> _Task description_
Which lines in the data contain the word "None"? Please copy each of them.

►

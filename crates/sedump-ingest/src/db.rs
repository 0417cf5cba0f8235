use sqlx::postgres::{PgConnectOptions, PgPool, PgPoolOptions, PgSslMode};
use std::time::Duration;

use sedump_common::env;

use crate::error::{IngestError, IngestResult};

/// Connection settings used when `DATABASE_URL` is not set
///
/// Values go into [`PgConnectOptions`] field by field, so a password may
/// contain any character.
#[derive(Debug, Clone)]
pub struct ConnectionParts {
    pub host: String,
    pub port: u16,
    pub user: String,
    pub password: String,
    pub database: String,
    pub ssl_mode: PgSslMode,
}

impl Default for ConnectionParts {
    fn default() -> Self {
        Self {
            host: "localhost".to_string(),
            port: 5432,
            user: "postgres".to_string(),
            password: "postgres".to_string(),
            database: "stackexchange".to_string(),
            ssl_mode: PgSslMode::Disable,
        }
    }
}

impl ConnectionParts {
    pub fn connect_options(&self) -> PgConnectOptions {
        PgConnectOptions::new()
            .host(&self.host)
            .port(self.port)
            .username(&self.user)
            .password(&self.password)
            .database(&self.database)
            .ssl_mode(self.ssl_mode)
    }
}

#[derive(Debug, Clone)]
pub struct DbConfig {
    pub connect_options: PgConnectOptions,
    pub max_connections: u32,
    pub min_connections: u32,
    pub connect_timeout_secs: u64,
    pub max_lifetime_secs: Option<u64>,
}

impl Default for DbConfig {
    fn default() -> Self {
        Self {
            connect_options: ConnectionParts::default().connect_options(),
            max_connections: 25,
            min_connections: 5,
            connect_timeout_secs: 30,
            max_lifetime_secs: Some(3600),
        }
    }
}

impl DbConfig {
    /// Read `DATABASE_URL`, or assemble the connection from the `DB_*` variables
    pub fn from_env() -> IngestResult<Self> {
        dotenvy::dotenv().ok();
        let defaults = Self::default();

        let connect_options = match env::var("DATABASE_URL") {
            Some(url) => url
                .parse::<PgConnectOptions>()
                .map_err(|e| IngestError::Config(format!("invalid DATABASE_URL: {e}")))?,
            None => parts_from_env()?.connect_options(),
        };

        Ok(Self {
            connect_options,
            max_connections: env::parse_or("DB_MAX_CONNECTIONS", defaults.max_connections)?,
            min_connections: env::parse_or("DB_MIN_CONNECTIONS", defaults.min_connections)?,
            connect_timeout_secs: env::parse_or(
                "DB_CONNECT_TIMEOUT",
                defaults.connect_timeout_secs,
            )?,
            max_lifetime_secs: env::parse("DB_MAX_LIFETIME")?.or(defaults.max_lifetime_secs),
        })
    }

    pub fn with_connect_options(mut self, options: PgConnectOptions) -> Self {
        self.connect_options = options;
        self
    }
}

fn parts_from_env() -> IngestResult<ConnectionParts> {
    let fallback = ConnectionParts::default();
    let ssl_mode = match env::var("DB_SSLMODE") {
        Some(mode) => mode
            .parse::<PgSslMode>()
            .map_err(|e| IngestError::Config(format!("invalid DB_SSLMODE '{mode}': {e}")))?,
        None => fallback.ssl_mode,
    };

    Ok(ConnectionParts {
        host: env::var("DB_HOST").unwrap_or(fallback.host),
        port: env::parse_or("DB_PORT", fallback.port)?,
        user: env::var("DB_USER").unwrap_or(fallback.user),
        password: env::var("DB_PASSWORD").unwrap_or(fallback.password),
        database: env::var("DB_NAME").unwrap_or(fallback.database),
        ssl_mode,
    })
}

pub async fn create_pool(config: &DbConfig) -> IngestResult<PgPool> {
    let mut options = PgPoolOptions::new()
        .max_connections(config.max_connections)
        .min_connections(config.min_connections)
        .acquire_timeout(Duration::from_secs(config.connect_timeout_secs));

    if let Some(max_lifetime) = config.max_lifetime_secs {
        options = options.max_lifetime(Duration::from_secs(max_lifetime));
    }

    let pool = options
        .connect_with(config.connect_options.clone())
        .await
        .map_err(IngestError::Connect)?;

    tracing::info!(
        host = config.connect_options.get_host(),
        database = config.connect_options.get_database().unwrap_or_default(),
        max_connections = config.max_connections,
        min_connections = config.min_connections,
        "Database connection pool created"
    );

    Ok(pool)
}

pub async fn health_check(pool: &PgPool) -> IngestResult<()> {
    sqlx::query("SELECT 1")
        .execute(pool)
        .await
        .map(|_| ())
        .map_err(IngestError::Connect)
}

◄
►

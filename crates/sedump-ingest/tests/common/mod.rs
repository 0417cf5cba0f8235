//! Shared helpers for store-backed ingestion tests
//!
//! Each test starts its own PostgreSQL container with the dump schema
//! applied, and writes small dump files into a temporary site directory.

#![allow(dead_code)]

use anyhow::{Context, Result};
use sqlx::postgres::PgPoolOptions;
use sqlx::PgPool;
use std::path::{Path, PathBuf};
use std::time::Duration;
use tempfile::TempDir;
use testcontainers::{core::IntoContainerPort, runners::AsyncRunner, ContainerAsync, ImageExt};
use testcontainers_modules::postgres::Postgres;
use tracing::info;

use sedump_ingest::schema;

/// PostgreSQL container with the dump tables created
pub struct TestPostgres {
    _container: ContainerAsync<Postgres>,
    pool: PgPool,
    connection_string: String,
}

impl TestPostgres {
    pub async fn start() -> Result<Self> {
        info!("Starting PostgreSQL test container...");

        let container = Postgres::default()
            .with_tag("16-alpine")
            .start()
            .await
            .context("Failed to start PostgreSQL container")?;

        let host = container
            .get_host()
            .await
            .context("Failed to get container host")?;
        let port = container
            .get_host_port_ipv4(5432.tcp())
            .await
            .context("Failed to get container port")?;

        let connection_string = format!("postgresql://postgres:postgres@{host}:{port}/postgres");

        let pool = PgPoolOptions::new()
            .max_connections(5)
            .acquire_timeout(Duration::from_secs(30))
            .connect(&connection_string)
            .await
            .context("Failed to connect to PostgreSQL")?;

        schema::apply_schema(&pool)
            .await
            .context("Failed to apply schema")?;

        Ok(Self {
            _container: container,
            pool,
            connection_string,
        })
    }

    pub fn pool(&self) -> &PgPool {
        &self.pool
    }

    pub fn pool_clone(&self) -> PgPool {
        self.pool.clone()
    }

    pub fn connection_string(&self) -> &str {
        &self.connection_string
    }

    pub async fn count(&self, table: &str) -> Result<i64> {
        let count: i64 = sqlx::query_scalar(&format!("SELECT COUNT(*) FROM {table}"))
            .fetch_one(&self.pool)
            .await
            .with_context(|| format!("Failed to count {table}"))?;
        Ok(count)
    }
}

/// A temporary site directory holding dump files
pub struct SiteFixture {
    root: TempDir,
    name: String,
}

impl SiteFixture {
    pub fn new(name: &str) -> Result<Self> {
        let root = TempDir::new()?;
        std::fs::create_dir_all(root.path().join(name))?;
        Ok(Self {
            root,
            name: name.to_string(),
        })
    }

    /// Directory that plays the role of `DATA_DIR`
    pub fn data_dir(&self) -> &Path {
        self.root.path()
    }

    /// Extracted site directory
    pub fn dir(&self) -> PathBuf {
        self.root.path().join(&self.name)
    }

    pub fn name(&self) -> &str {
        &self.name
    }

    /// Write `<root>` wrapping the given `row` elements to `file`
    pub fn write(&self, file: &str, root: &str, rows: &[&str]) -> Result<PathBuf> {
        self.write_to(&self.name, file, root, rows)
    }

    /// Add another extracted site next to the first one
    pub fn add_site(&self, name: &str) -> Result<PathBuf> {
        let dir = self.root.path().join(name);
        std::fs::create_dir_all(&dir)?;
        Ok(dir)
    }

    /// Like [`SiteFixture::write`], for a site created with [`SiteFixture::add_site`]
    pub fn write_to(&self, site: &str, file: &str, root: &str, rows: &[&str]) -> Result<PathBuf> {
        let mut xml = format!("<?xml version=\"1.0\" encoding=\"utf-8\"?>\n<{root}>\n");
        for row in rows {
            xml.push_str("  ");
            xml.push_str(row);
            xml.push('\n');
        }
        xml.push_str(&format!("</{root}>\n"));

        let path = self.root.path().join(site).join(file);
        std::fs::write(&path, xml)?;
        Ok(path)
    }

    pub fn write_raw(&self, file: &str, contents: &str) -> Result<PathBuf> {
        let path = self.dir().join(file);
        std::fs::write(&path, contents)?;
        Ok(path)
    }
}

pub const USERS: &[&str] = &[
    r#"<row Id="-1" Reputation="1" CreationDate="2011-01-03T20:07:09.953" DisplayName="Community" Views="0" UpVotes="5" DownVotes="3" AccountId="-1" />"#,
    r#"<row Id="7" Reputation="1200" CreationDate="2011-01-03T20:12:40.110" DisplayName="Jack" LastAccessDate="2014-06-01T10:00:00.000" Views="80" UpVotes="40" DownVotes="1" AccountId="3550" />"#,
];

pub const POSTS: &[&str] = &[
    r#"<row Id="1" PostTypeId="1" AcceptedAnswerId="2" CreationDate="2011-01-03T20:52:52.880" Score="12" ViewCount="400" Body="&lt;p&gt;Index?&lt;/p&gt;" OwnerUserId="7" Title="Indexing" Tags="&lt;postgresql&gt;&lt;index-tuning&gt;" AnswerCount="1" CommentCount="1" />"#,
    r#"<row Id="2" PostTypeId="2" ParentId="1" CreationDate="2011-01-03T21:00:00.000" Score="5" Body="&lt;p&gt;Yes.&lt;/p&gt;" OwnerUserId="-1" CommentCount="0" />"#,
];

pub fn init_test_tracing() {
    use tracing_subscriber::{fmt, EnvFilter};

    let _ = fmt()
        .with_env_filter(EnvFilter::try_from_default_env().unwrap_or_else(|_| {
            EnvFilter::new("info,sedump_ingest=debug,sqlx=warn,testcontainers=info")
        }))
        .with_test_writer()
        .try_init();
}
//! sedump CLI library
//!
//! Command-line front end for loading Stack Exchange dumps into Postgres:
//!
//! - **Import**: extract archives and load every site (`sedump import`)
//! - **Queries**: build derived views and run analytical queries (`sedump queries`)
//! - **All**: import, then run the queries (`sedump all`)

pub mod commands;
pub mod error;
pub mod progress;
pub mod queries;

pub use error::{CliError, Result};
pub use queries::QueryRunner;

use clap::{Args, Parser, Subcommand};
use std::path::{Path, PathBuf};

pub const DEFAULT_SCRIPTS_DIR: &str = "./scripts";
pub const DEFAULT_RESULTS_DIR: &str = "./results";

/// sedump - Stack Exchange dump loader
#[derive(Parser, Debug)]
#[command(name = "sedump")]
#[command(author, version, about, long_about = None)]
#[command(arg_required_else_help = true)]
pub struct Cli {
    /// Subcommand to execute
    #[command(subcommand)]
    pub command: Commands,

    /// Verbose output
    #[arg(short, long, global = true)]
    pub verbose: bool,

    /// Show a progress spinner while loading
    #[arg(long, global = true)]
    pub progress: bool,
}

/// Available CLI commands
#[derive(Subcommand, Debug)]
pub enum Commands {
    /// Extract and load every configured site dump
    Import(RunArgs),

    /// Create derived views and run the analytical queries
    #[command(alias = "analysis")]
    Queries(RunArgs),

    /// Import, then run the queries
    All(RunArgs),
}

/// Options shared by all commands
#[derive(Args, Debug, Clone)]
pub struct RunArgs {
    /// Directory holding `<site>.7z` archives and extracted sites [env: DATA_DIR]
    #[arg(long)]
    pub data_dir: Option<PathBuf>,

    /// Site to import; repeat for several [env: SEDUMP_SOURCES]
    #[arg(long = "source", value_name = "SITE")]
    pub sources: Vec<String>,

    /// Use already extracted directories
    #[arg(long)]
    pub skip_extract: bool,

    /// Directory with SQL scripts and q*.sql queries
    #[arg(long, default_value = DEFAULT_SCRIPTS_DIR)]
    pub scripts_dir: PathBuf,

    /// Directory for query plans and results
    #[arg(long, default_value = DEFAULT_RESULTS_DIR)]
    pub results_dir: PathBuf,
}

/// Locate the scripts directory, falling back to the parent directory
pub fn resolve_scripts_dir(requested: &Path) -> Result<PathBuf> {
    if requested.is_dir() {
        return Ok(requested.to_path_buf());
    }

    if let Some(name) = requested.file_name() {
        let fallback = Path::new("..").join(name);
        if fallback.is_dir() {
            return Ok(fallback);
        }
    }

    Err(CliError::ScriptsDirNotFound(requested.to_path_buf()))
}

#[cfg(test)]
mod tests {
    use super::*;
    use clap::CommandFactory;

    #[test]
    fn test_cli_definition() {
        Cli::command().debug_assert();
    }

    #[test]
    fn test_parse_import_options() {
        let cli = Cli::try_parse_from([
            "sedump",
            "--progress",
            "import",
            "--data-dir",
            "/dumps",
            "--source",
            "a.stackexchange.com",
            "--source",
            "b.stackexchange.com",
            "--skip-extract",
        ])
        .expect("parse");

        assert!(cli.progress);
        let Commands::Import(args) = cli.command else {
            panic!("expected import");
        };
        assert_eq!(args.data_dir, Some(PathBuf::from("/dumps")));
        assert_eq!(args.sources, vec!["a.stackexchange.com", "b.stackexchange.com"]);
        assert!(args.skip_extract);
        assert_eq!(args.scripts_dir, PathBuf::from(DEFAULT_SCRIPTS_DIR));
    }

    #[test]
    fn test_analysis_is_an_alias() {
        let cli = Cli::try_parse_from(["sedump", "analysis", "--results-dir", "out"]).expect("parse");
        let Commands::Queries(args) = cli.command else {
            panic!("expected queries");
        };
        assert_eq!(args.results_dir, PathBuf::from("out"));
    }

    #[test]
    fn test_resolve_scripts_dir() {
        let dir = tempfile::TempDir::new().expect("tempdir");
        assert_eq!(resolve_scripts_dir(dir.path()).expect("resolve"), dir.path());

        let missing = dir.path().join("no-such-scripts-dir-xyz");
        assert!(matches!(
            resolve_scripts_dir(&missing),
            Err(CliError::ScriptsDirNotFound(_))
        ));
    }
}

◄

> _Reply to the exercise_
            None => parts_from_env()?.connect_options(),
        None => fallback.ssl_mode,
#[command(author, version, about, long_about = None)]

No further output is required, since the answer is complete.